== EXTRACTED INFORMATION

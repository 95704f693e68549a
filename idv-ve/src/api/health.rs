//! Health check endpoint

use axum::{extract::State, routing::get, Json, Router};
use chrono::Utc;
use serde::Serialize;

use crate::AppState;

/// Health check response
#[derive(Debug, Serialize)]
pub struct HealthResponse {
    pub status: String,
    pub module: String,
    pub version: String,
    pub uptime_seconds: u64,
    /// Most recent pipeline error, if any
    #[serde(skip_serializing_if = "Option::is_none")]
    pub last_error: Option<String>,
}

/// GET /health
pub async fn health_check(State(state): State<AppState>) -> Json<HealthResponse> {
    let uptime = Utc::now().signed_duration_since(state.startup_time);
    let last_error = state.last_error.read().await.clone();

    Json(HealthResponse {
        status: "ok".to_string(),
        module: "idv-ve".to_string(),
        version: env!("CARGO_PKG_VERSION").to_string(),
        uptime_seconds: uptime.num_seconds().max(0) as u64,
        last_error,
    })
}

pub fn health_routes() -> Router<AppState> {
    Router::new().route("/health", get(health_check))
}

====

### ASSIGNED TASK:
Only the lines from the one containing "use chrono::Utc;" through the last line of the records above are to be reproduced, exactly and with both ends included.

### RESULT:
use chrono::Utc;
use serde::Serialize;

use crate::AppState;

/// Health check response
#[derive(Debug, Serialize)]
pub struct HealthResponse {
    pub status: String,
    pub module: String,
    pub version: String,
    pub uptime_seconds: u64,
    /// Most recent pipeline error, if any
    #[serde(skip_serializing_if = "Option::is_none")]
    pub last_error: Option<String>,
}

/// GET /health
pub async fn health_check(State(state): State<AppState>) -> Json<HealthResponse> {
    let uptime = Utc::now().signed_duration_since(state.startup_time);
    let last_error = state.last_error.read().await.clone();

    Json(HealthResponse {
        status: "ok".to_string(),
        module: "idv-ve".to_string(),
        version: env!("CARGO_PKG_VERSION").to_string(),
        uptime_seconds: uptime.num_seconds().max(0) as u64,
        last_error,
    })
}

pub fn health_routes() -> Router<AppState> {
    Router::new().route("/health", get(health_check))
}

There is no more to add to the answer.